- _WHAT IS EXPECTED_
Copy all lines containing the string "Maximum" from the records below.

- _RECORDS SHOWN_
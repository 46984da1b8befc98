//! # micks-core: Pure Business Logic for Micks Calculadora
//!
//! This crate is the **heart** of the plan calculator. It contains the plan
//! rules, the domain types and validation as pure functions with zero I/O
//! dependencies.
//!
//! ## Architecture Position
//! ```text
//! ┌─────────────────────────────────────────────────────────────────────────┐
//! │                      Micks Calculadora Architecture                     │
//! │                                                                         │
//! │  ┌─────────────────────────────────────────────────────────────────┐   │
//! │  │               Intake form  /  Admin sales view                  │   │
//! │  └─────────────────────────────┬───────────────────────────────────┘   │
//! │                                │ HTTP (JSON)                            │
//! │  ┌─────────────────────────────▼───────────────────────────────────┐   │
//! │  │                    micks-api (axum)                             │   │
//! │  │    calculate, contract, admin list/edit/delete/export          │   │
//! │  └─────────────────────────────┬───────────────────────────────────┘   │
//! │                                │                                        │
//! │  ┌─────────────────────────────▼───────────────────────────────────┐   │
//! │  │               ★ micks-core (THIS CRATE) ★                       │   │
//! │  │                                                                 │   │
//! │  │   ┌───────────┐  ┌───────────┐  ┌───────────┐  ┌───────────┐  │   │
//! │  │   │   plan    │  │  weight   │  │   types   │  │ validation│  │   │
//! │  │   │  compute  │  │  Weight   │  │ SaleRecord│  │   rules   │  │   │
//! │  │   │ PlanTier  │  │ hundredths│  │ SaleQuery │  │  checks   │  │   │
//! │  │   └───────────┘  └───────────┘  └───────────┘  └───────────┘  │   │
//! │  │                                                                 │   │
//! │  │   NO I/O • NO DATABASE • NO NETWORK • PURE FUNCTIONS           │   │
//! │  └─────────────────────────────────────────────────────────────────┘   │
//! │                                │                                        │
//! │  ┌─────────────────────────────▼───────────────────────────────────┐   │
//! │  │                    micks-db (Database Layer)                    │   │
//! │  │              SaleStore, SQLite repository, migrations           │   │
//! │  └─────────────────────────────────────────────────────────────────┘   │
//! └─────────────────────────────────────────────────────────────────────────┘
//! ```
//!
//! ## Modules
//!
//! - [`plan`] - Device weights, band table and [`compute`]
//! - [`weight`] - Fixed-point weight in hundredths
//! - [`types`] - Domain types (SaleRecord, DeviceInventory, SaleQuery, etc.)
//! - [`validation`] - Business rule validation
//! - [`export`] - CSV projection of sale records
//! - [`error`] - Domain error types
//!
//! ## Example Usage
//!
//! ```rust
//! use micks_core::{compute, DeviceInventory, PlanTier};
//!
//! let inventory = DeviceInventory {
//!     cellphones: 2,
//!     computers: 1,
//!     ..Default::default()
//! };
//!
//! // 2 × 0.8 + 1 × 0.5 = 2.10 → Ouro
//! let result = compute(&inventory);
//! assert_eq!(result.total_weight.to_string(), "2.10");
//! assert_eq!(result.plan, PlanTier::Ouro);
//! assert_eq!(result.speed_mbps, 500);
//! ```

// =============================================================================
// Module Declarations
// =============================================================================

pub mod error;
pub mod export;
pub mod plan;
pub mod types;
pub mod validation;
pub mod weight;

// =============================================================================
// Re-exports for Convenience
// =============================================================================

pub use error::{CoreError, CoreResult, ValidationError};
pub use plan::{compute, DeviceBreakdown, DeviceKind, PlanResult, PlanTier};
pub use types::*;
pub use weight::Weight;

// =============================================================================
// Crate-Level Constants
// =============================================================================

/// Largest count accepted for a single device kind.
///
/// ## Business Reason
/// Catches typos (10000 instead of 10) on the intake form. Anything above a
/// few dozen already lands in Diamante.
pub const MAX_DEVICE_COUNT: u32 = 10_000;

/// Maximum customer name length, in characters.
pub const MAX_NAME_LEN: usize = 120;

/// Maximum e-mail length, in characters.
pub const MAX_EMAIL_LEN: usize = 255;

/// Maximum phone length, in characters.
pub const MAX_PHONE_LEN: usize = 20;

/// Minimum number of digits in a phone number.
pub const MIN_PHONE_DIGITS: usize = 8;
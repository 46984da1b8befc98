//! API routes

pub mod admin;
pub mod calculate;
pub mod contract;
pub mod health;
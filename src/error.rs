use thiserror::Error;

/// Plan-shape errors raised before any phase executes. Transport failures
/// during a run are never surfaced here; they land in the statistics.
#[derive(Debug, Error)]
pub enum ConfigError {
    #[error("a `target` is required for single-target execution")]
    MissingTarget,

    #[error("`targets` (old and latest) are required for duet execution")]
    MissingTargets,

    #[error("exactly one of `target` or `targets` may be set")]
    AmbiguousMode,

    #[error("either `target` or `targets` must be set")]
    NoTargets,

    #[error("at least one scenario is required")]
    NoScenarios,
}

- _RESULT OF THE TASK_
/// Maximum customer name length, in characters.
/// Maximum e-mail length, in characters.
/// Maximum phone length, in characters.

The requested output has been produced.